== About this exercise ==
How many lines in the records below contain the word "VisualViewport"? Reply with the number alone.

== Records contained in a dataset ==
//! Frame URL normalization and lenient matching
//!
//! Frame URLs drift by a trailing slash, a hash or a query suffix depending on
//! when they are read, so comparisons use a prefix relation in both directions
//! instead of strict equality.

use ::url::Url;

/// Canonicalize a frame URL.
///
/// Empty or absent input yields `None`. Strings that parse as absolute URLs are
/// returned in their serialized (`href`) form; anything else is passed through
/// unchanged.
pub fn normalize(value: Option<&str>) -> Option<String> {
    let value = value.filter(|v| !v.is_empty())?;
    match Url::parse(value) {
        Ok(parsed) => Some(parsed.to_string()),
        Err(_) => Some(value.to_string()),
    }
}

/// Check whether `candidate` is close enough to `expected`.
///
/// `None` for `expected` is a wildcard. Otherwise the strings must be equal or
/// one must be a prefix of the other.
pub fn roughly_match(expected: Option<&str>, candidate: Option<&str>) -> bool {
    let Some(expected) = expected.filter(|e| !e.is_empty()) else {
        return true;
    };
    let Some(candidate) = candidate.filter(|c| !c.is_empty()) else {
        return false;
    };
    candidate == expected || candidate.starts_with(expected) || expected.starts_with(candidate)
}

#[cfg(test)]
mod tests {
    use super::*;

    #[test]
    fn test_normalize_empty() {
        assert_eq!(normalize(None), None);
        assert_eq!(normalize(Some("")), None);
    }

    #[test]
    fn test_normalize_valid() {
        assert_eq!(
            normalize(Some("http://example.com")).as_deref(),
            Some("http://example.com/")
        );
        assert_eq!(
            normalize(Some("http://example.com/path")).as_deref(),
            Some("http://example.com/path")
        );
        assert_eq!(
            normalize(Some("HTTP://Example.COM:80/a b")).as_deref(),
            Some("http://example.com/a%20b")
        );
    }

    #[test]
    fn test_normalize_passthrough() {
        assert_eq!(normalize(Some("not-a-url")).as_deref(), Some("not-a-url"));
        assert_eq!(normalize(Some("/relative/path")).as_deref(), Some("/relative/path"));
    }

    #[test]
    fn test_normalize_idempotent() {
        for raw in [
            "http://example.com",
            "https://a.test/x/../y?q=1#frag",
            "about:blank",
            "data:text/html,<h1>x</h1>",
            "not-a-url",
        ] {
            let once = normalize(Some(raw));
            let twice = normalize(once.as_deref());
            assert_eq!(once, twice, "normalize not idempotent for {raw}");
        }
    }

    #[test]
    fn test_roughly_match_wildcard() {
        assert!(roughly_match(None, Some("http://example.com")));
        assert!(roughly_match(None, None));
    }

    #[test]
    fn test_roughly_match_missing_candidate() {
        assert!(!roughly_match(Some("http://example.com"), None));
        assert!(!roughly_match(Some("http://example.com"), Some("")));
    }

    #[test]
    fn test_roughly_match_prefix_both_ways() {
        assert!(roughly_match(Some("http://x.com"), Some("http://x.com/path")));
        assert!(roughly_match(Some("http://x.com/path"), Some("http://x.com")));
        assert!(roughly_match(Some("http://x.com/"), Some("http://x.com/")));
    }

    #[test]
    fn test_roughly_match_unrelated() {
        assert!(!roughly_match(Some("http://foo.com"), Some("http://bar.com")));
        // "contains" is not enough
        assert!(!roughly_match(Some("foo.com"), Some("http://foo.com")));
    }
}
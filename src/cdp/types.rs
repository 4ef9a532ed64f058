//! Hand-written CDP types for the commands and events the inspector uses
//!
//! Only the fields we read or send are modelled; everything else is ignored
//! on deserialization.

use serde::{Deserialize, Serialize};

// === Target ===

#[derive(Debug, Clone, Default, Serialize)]
#[serde(rename_all = "camelCase")]
pub struct TargetCreateTarget {
    pub url: String,
    #[serde(skip_serializing_if = "Option::is_none")]
    pub width: Option<u32>,
    #[serde(skip_serializing_if = "Option::is_none")]
    pub height: Option<u32>,
}

#[derive(Debug, Clone, Default, Deserialize)]
#[serde(rename_all = "camelCase")]
pub struct TargetCreateTargetResult {
    #[serde(default)]
    pub target_id: String,
}

#[derive(Debug, Clone, Serialize)]
#[serde(rename_all = "camelCase")]
pub struct TargetCloseTarget {
    pub target_id: String,
}

#[derive(Debug, Clone, Default, Deserialize)]
pub struct TargetCloseTargetResult {
    #[serde(default)]
    pub success: bool,
}

#[derive(Debug, Clone, Serialize)]
#[serde(rename_all = "camelCase")]
pub struct TargetAttachToTarget {
    pub target_id: String,
    #[serde(skip_serializing_if = "Option::is_none")]
    pub flatten: Option<bool>,
}

#[derive(Debug, Clone, Default, Deserialize)]
#[serde(rename_all = "camelCase")]
pub struct TargetAttachToTargetResult {
    #[serde(default)]
    pub session_id: String,
}

// === Page ===

#[derive(Debug, Clone, Serialize)]
#[serde(rename_all = "camelCase")]
pub struct PageNavigate {
    pub url: String,
}

#[derive(Debug, Clone, Default, Deserialize)]
#[serde(rename_all = "camelCase")]
pub struct PageNavigateResult {
    #[serde(default)]
    pub frame_id: String,
    #[serde(default)]
    pub loader_id: Option<String>,
    #[serde(default)]
    pub error_text: Option<String>,
}

#[derive(Debug, Clone, Default, Serialize)]
pub struct PageEnable {}

#[derive(Debug, Clone, Default, Serialize)]
pub struct PageGetFrameTree {}

#[derive(Debug, Clone, Default, Deserialize)]
#[serde(rename_all = "camelCase")]
pub struct PageGetFrameTreeResult {
    #[serde(default)]
    pub frame_tree: FrameTree,
}

#[derive(Debug, Clone, Default, Deserialize)]
#[serde(rename_all = "camelCase")]
pub struct FrameTree {
    #[serde(default)]
    pub frame: Frame,
    #[serde(default)]
    pub child_frames: Vec<FrameTree>,
}

#[derive(Debug, Clone, Default, Deserialize)]
#[serde(rename_all = "camelCase")]
pub struct Frame {
    #[serde(default)]
    pub id: String,
    /// Absent for the main frame
    #[serde(default)]
    pub parent_id: Option<String>,
    #[serde(default)]
    pub name: Option<String>,
    #[serde(default)]
    pub url: String,
}

#[derive(Debug, Clone, Serialize)]
#[serde(rename_all = "camelCase")]
pub struct PageCreateIsolatedWorld {
    pub frame_id: String,
    #[serde(skip_serializing_if = "Option::is_none")]
    pub world_name: Option<String>,
    #[serde(skip_serializing_if = "Option::is_none")]
    pub grant_univeral_access: Option<bool>,
}

#[derive(Debug, Clone, Default, Deserialize)]
#[serde(rename_all = "camelCase")]
pub struct PageCreateIsolatedWorldResult {
    #[serde(default)]
    pub execution_context_id: i64,
}

#[derive(Debug, Clone, Default, Serialize)]
#[serde(rename_all = "camelCase")]
pub struct PageCaptureScreenshot {
    #[serde(skip_serializing_if = "Option::is_none")]
    pub format: Option<String>,
    #[serde(skip_serializing_if = "Option::is_none")]
    pub quality: Option<u8>,
    #[serde(skip_serializing_if = "Option::is_none")]
    pub clip: Option<Viewport>,
    #[serde(skip_serializing_if = "Option::is_none")]
    pub capture_beyond_viewport: Option<bool>,
}

/// Capture region in CSS pixels, relative to the document
#[derive(Debug, Clone, Copy, PartialEq, Serialize, Deserialize)]
pub struct Viewport {
    pub x: f64,
    pub y: f64,
    pub width: f64,
    pub height: f64,
    pub scale: f64,
}

#[derive(Debug, Clone, Default, Deserialize)]
pub struct PageCaptureScreenshotResult {
    #[serde(default)]
    pub data: String,
}

#[derive(Debug, Clone, Default, Serialize)]
pub struct PageGetLayoutMetrics {}

#[derive(Debug, Clone, Default, Deserialize)]
#[serde(rename_all = "camelCase")]
pub struct PageGetLayoutMetricsResult {
    #[serde(default)]
    pub css_visual_viewport: VisualViewport,
}

#[derive(Debug, Clone, Copy, Default, Deserialize)]
#[serde(rename_all = "camelCase")]
pub struct VisualViewport {
    #[serde(default)]
    pub page_x: f64,
    #[serde(default)]
    pub page_y: f64,
    #[serde(default)]
    pub client_width: f64,
    #[serde(default)]
    pub client_height: f64,
}

#[derive(Debug, Clone, Deserialize)]
#[serde(rename_all = "camelCase")]
pub struct PageFrameNavigatedEvent {
    pub frame: Frame,
}

#[derive(Debug, Clone, Deserialize)]
#[serde(rename_all = "camelCase")]
pub struct PageNavigatedWithinDocumentEvent {
    pub frame_id: String,
    #[serde(default)]
    pub url: String,
}

#[derive(Debug, Clone, Deserialize)]
#[serde(rename_all = "camelCase")]
pub struct PageFrameDetachedEvent {
    pub frame_id: String,
}

// === Runtime ===

#[derive(Debug, Clone, Default, Serialize)]
pub struct RuntimeEnable {}

#[derive(Debug, Clone, Serialize)]
#[serde(rename_all = "camelCase")]
pub struct RuntimeEvaluate {
    pub expression: String,
    #[serde(skip_serializing_if = "Option::is_none")]
    pub context_id: Option<i64>,
    #[serde(skip_serializing_if = "Option::is_none")]
    pub return_by_value: Option<bool>,
    #[serde(skip_serializing_if = "Option::is_none")]
    pub await_promise: Option<bool>,
}

#[derive(Debug, Clone, Default, Deserialize)]
#[serde(rename_all = "camelCase")]
pub struct RuntimeEvaluateResult {
    #[serde(default)]
    pub result: RemoteObject,
    #[serde(default)]
    pub exception_details: Option<ExceptionDetails>,
}

#[derive(Debug, Clone, Default, Deserialize)]
#[serde(rename_all = "camelCase")]
pub struct RemoteObject {
    #[serde(default)]
    pub r#type: String,
    #[serde(default)]
    pub value: Option<serde_json::Value>,
    #[serde(default)]
    pub description: Option<String>,
}

#[derive(Debug, Clone, Deserialize)]
#[serde(rename_all = "camelCase")]
pub struct ExceptionDetails {
    pub text: String,
    #[serde(default)]
    pub line_number: i32,
    #[serde(default)]
    pub column_number: i32,
    #[serde(default)]
    pub exception: Option<RemoteObject>,
}

impl ExceptionDetails {
    /// Most specific message available, e.g. the thrown error's description
    pub fn message(&self) -> String {
        self.exception
            .as_ref()
            .and_then(|e| e.description.clone())
            .unwrap_or_else(|| self.text.clone())
    }
}

#[derive(Debug, Clone, Serialize)]
#[serde(rename_all = "camelCase")]
pub struct RuntimeAddBinding {
    pub name: String,
    #[serde(skip_serializing_if = "Option::is_none")]
    pub execution_context_name: Option<String>,
}

#[derive(Debug, Clone, Deserialize)]
#[serde(rename_all = "camelCase")]
pub struct RuntimeBindingCalledEvent {
    pub name: String,
    pub payload: String,
    pub execution_context_id: i64,
}

// === Browser ===

#[derive(Debug, Clone, Default, Serialize)]
pub struct BrowserGetVersion {}

#[derive(Debug, Clone, Default, Deserialize)]
#[serde(rename_all = "camelCase")]
pub struct BrowserGetVersionResult {
    #[serde(default)]
    pub product: String,
    #[serde(default)]
    pub user_agent: String,
}

#[derive(Debug, Clone, Default, Serialize)]
pub struct BrowserClose {}

#[cfg(test)]
mod tests {
    use super::*;
    use serde_json::json;

    #[test]
    fn test_frame_tree_parent_ids() {
        let result: PageGetFrameTreeResult = serde_json::from_value(json!({
            "frameTree": {
                "frame": { "id": "A", "url": "https://host/", "loaderId": "L", "mimeType": "text/html" },
                "childFrames": [
                    { "frame": { "id": "B", "parentId": "A", "name": "app", "url": "https://app/" } }
                ]
            }
        }))
        .unwrap();
        let tree = result.frame_tree;
        assert!(tree.frame.parent_id.is_none());
        assert_eq!(tree.child_frames[0].frame.parent_id.as_deref(), Some("A"));
        assert_eq!(tree.child_frames[0].frame.name.as_deref(), Some("app"));
    }

    #[test]
    fn test_screenshot_clip_serialization() {
        let params = PageCaptureScreenshot {
            format: Some("png".into()),
            clip: Some(Viewport {
                x: 1.0,
                y: 2.0,
                width: 3.0,
                height: 4.0,
                scale: 1.0,
            }),
            ..Default::default()
        };
        let value = serde_json::to_value(&params).unwrap();
        assert_eq!(value["clip"]["width"], 3.0);
        assert!(value.get("quality").is_none());
        assert!(value.get("captureBeyondViewport").is_none());
    }

    #[test]
    fn test_exception_message_prefers_description() {
        let details: ExceptionDetails = serde_json::from_value(json!({
            "text": "Uncaught",
            "lineNumber": 0,
            "columnNumber": 0,
            "exception": { "type": "object", "description": "TypeError: boom" }
        }))
        .unwrap();
        assert_eq!(details.message(), "TypeError: boom");
    }
}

== Expected output ==
2